■ Description of the task ■
If a line of the data below holds the string "ExecutorConfig", copy it.

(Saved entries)
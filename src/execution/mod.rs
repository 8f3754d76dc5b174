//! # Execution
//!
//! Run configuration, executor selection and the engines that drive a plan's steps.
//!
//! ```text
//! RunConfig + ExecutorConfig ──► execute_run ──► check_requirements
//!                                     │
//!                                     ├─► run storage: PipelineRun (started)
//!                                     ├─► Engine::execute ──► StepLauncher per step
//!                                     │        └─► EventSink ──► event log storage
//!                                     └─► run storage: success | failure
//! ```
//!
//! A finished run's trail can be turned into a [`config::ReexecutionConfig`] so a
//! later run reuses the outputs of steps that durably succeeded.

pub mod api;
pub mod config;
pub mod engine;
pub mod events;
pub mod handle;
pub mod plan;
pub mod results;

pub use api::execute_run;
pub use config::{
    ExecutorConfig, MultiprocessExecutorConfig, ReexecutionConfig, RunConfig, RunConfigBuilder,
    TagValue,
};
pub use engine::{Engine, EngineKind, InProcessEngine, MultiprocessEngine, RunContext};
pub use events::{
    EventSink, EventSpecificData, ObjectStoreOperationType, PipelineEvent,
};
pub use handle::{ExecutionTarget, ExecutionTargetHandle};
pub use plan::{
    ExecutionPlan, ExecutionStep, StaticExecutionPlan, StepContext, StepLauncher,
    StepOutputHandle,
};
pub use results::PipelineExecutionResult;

---

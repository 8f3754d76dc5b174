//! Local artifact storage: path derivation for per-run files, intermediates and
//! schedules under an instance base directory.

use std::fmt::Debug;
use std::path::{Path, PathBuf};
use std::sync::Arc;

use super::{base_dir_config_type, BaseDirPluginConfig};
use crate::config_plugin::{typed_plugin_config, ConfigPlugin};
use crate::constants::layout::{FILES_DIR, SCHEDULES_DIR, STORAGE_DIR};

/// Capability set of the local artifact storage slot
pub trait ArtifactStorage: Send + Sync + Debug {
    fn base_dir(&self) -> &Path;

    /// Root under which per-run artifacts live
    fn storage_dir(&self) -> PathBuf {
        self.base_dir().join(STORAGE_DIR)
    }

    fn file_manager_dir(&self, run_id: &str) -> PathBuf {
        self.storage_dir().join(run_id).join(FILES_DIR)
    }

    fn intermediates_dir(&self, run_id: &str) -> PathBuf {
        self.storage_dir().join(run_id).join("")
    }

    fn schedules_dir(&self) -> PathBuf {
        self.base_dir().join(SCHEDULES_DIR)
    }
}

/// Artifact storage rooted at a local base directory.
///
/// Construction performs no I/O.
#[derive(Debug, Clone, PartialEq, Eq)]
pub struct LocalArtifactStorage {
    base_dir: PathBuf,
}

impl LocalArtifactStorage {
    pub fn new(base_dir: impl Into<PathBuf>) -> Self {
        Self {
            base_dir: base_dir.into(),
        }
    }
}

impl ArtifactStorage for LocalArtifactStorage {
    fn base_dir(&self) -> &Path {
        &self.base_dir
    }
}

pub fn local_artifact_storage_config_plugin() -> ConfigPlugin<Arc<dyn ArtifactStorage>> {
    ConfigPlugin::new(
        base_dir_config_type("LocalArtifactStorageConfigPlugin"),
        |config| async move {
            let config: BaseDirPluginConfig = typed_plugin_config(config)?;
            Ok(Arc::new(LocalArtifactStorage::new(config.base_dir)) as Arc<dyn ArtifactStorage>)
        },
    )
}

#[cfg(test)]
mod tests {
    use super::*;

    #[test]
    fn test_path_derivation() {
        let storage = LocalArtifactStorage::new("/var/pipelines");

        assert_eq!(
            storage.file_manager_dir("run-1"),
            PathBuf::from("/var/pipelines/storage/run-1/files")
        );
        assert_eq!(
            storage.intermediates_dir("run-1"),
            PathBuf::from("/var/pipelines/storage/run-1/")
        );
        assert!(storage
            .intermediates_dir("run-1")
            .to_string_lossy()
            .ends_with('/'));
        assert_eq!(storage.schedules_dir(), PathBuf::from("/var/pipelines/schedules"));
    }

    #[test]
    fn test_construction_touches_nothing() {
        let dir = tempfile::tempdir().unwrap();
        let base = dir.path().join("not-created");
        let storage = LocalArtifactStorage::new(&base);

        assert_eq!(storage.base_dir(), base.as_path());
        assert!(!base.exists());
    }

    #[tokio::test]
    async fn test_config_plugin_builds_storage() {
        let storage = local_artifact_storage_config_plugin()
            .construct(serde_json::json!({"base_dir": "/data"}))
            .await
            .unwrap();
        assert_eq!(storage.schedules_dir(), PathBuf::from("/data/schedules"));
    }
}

■ Result ■
//! RunConfig + ExecutorConfig ──► execute_run ──► check_requirements
    ExecutorConfig, MultiprocessExecutorConfig, ReexecutionConfig, RunConfig, RunConfigBuilder,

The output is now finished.